▶ _Work task_
One figure is the expected answer: how many lines in the listing contain "status".

▶ _The data_
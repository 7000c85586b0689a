use std::time::Duration;

use anyhow::{bail, Context, Result};
use async_trait::async_trait;
use haggle_core::config::{LlmConfig, LlmProvider};
use reqwest::Client;
use secrecy::{ExposeSecret, SecretString};
use serde_json::{json, Value};
use tracing::warn;

const OPENAI_DEFAULT_BASE_URL: &str = "https://api.openai.com";
const ANTHROPIC_DEFAULT_BASE_URL: &str = "https://api.anthropic.com";
const ANTHROPIC_VERSION: &str = "2023-06-01";
const MAX_COMPLETION_TOKENS: u32 = 200;

#[async_trait]
pub trait LlmClient: Send + Sync {
    async fn complete(&self, prompt: &str) -> Result<String>;
}

/// Completion client for the configured provider. One reqwest client,
/// per-request timeout from config, bounded retries on transport errors.
pub struct HttpLlmClient {
    client: Client,
    provider: LlmProvider,
    api_key: Option<SecretString>,
    base_url: Option<String>,
    model: String,
    max_retries: u32,
}

impl HttpLlmClient {
    pub fn from_config(config: &LlmConfig) -> Result<Self> {
        let client = Client::builder()
            .timeout(Duration::from_secs(config.timeout_secs))
            .build()
            .context("failed to build llm http client")?;

        Ok(Self {
            client,
            provider: config.provider,
            api_key: config.api_key.clone(),
            base_url: config.base_url.clone(),
            model: config.model.clone(),
            max_retries: config.max_retries,
        })
    }

    fn endpoint(&self) -> String {
        match self.provider {
            LlmProvider::OpenAi => {
                let base = self.base_url.as_deref().unwrap_or(OPENAI_DEFAULT_BASE_URL);
                format!("{}/v1/chat/completions", base.trim_end_matches('/'))
            }
            LlmProvider::Anthropic => {
                let base = self.base_url.as_deref().unwrap_or(ANTHROPIC_DEFAULT_BASE_URL);
                format!("{}/v1/messages", base.trim_end_matches('/'))
            }
            LlmProvider::Ollama => {
                let base = self.base_url.as_deref().unwrap_or("http://localhost:11434");
                format!("{}/api/generate", base.trim_end_matches('/'))
            }
        }
    }

    fn request_body(&self, prompt: &str) -> Value {
        match self.provider {
            LlmProvider::OpenAi => json!({
                "model": self.model,
                "messages": [{"role": "user", "content": prompt}],
                "max_tokens": MAX_COMPLETION_TOKENS,
            }),
            LlmProvider::Anthropic => json!({
                "model": self.model,
                "max_tokens": MAX_COMPLETION_TOKENS,
                "messages": [{"role": "user", "content": prompt}],
            }),
            LlmProvider::Ollama => json!({
                "model": self.model,
                "prompt": prompt,
                "stream": false,
            }),
        }
    }

    async fn complete_once(&self, prompt: &str) -> Result<String> {
        let mut request = self.client.post(self.endpoint()).json(&self.request_body(prompt));

        request = match (self.provider, &self.api_key) {
            (LlmProvider::OpenAi, Some(key)) => request.bearer_auth(key.expose_secret()),
            (LlmProvider::Anthropic, Some(key)) => request
                .header("x-api-key", key.expose_secret())
                .header("anthropic-version", ANTHROPIC_VERSION),
            _ => request,
        };

        let response = request.send().await.context("llm request failed")?;
        let status = response.status();
        if !status.is_success() {
            bail!("llm provider returned status {status}");
        }

        let payload: Value = response.json().await.context("llm reply was not valid json")?;
        parse_reply(self.provider, &payload)
    }
}

#[async_trait]
impl LlmClient for HttpLlmClient {
    async fn complete(&self, prompt: &str) -> Result<String> {
        let mut last_error = None;
        for attempt in 0..=self.max_retries {
            match self.complete_once(prompt).await {
                Ok(text) => return Ok(text),
                Err(error) => {
                    warn!(
                        event_name = "llm.completion.retry",
                        attempt,
                        max_retries = self.max_retries,
                        error = %error,
                        "llm completion attempt failed"
                    );
                    last_error = Some(error);
                }
            }
        }
        Err(last_error.unwrap_or_else(|| anyhow::anyhow!("llm completion failed")))
    }
}

fn parse_reply(provider: LlmProvider, payload: &Value) -> Result<String> {
    let text = match provider {
        LlmProvider::OpenAi => payload
            .pointer("/choices/0/message/content")
            .and_then(Value::as_str),
        LlmProvider::Anthropic => payload.pointer("/content/0/text").and_then(Value::as_str),
        LlmProvider::Ollama => payload.get("response").and_then(Value::as_str),
    };

    match text.map(str::trim) {
        Some(text) if !text.is_empty() => Ok(text.to_owned()),
        _ => bail!("llm reply carried no completion text"),
    }
}

#[cfg(test)]
mod tests {
    use haggle_core::config::LlmProvider;
    use serde_json::json;

    use super::parse_reply;

    #[test]
    fn openai_reply_is_extracted_from_the_first_choice() {
        let payload = json!({
            "choices": [{"message": {"role": "assistant", "content": " How about $90? "}}]
        });
        let text = parse_reply(LlmProvider::OpenAi, &payload).unwrap();
        assert_eq!(text, "How about $90?");
    }

    #[test]
    fn anthropic_reply_is_extracted_from_the_first_content_block() {
        let payload = json!({
            "content": [{"type": "text", "text": "I can meet you at $90."}]
        });
        let text = parse_reply(LlmProvider::Anthropic, &payload).unwrap();
        assert_eq!(text, "I can meet you at $90.");
    }

    #[test]
    fn ollama_reply_is_extracted_from_the_response_field() {
        let payload = json!({"model": "llama3.1", "response": "Let's settle on $90.", "done": true});
        let text = parse_reply(LlmProvider::Ollama, &payload).unwrap();
        assert_eq!(text, "Let's settle on $90.");
    }

    #[test]
    fn empty_or_missing_completion_text_is_an_error() {
        assert!(parse_reply(LlmProvider::OpenAi, &json!({"choices": []})).is_err());
        assert!(parse_reply(LlmProvider::Ollama, &json!({"response": "   "})).is_err());
        assert!(parse_reply(LlmProvider::Anthropic, &json!({"content": [{}]})).is_err());
    }
}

▶ _Response below_
3